Records from a data collection

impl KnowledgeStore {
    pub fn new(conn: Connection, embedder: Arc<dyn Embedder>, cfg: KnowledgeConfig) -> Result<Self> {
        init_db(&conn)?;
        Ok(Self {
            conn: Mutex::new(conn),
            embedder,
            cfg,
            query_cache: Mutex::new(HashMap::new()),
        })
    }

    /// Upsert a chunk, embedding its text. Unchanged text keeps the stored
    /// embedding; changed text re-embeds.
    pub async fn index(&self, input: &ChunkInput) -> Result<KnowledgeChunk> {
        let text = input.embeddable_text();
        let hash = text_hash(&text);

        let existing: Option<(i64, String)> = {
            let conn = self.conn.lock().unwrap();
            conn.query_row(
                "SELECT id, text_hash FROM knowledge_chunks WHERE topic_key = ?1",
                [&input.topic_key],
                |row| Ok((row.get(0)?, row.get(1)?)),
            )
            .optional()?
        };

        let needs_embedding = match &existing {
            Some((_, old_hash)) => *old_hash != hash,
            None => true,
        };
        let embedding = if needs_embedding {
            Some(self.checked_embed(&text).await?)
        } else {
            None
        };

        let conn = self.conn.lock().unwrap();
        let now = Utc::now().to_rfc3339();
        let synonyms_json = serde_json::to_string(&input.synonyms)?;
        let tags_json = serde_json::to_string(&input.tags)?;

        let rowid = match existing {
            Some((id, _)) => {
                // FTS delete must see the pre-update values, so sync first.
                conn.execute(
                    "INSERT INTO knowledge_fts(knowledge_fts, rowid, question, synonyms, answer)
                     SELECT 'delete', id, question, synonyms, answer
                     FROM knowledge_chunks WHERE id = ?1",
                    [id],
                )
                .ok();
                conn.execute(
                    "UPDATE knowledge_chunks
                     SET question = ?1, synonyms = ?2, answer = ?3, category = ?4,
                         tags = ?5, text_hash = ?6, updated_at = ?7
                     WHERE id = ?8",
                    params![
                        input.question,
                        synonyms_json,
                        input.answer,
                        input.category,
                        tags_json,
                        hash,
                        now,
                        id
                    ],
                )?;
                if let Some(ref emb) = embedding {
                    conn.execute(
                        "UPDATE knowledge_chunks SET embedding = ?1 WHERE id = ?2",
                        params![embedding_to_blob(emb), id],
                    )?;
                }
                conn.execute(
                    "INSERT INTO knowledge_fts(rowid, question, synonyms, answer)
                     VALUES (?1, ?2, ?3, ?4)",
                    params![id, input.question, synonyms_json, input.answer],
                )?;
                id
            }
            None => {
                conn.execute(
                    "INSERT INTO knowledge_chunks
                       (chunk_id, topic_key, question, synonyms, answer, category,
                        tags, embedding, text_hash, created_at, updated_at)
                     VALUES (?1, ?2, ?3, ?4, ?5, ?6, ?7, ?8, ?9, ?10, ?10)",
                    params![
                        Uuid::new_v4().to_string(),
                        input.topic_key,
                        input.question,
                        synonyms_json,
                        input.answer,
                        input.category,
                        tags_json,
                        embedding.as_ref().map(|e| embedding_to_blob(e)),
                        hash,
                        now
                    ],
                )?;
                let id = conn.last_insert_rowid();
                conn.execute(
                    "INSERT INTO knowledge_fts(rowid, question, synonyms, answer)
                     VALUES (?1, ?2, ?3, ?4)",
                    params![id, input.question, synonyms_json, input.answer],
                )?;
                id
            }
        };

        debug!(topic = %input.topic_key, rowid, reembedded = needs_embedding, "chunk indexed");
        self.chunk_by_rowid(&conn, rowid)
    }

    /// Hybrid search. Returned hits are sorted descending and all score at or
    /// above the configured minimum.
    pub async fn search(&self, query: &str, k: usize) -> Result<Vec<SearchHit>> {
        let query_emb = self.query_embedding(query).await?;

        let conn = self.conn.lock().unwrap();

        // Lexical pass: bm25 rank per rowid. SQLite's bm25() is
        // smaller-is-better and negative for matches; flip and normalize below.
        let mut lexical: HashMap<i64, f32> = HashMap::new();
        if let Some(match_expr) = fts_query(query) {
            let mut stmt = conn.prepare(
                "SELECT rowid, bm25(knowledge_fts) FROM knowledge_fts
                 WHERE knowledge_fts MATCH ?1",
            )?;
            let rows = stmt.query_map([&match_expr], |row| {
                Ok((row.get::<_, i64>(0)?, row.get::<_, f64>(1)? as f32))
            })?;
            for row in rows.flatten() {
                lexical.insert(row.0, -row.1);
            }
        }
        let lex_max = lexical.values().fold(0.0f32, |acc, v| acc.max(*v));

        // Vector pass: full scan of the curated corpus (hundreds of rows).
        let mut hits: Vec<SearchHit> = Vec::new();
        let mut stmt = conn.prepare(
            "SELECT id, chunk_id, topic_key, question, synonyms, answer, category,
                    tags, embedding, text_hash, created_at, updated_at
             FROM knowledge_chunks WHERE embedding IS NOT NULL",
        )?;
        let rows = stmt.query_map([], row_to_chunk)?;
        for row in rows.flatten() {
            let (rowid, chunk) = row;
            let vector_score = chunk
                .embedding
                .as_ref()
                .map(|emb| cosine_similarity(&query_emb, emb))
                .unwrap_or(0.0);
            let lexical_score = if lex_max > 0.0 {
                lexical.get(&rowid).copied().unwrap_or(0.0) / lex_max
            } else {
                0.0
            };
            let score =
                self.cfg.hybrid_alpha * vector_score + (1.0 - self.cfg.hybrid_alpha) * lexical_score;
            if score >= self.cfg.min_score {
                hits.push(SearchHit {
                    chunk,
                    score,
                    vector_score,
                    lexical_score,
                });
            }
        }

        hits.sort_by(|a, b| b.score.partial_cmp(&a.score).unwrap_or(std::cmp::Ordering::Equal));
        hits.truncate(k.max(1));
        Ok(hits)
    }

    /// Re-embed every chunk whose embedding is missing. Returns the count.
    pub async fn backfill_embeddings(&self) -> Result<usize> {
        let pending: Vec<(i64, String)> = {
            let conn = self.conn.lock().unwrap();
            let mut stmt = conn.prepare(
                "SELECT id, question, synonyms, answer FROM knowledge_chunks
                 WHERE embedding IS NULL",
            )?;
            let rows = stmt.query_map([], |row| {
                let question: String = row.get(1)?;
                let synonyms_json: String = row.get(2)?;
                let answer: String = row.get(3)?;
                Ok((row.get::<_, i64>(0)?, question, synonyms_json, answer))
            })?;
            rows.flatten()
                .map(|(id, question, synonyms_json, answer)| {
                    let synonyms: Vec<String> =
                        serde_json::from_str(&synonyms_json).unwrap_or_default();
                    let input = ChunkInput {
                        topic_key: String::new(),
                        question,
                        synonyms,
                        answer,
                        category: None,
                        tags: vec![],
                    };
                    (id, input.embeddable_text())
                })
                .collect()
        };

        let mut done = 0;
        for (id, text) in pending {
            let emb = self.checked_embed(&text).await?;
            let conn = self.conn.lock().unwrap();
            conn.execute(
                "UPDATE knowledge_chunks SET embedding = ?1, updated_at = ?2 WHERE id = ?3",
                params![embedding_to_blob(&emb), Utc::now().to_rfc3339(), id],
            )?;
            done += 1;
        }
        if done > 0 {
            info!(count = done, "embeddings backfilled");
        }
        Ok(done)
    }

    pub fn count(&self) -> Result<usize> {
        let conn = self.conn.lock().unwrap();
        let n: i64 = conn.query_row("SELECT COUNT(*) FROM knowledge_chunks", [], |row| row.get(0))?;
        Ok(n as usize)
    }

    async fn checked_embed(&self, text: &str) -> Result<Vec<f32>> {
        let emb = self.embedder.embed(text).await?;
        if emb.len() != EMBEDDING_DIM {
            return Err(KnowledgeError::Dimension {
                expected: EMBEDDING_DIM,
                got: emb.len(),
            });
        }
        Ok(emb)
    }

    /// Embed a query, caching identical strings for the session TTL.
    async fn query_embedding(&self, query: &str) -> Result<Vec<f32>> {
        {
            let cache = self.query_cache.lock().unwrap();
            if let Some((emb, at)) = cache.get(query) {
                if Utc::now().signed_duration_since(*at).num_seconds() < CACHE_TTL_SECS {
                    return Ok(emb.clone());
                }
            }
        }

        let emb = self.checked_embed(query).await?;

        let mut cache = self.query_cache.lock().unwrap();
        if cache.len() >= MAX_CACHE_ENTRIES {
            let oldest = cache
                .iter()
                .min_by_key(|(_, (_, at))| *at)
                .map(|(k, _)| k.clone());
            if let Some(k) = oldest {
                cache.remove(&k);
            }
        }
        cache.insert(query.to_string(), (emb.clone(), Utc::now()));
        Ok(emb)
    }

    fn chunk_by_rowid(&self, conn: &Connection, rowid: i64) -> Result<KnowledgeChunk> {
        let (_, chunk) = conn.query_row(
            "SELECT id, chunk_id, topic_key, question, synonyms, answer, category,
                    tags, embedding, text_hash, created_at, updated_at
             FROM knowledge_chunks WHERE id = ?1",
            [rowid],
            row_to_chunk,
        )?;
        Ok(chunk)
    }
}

-- WHAT IS NEEDED --
Starting with the first line of the data above, copy each line exactly until you reach the line with "let text = input.embeddable_text();"; include that line as well.

-- REPLY TO THE TASK --
impl KnowledgeStore {
    pub fn new(conn: Connection, embedder: Arc<dyn Embedder>, cfg: KnowledgeConfig) -> Result<Self> {
        init_db(&conn)?;
        Ok(Self {
            conn: Mutex::new(conn),
            embedder,
            cfg,
            query_cache: Mutex::new(HashMap::new()),
        })
    }

    /// Upsert a chunk, embedding its text. Unchanged text keeps the stored
    /// embedding; changed text re-embeds.
    pub async fn index(&self, input: &ChunkInput) -> Result<KnowledgeChunk> {
        let text = input.embeddable_text();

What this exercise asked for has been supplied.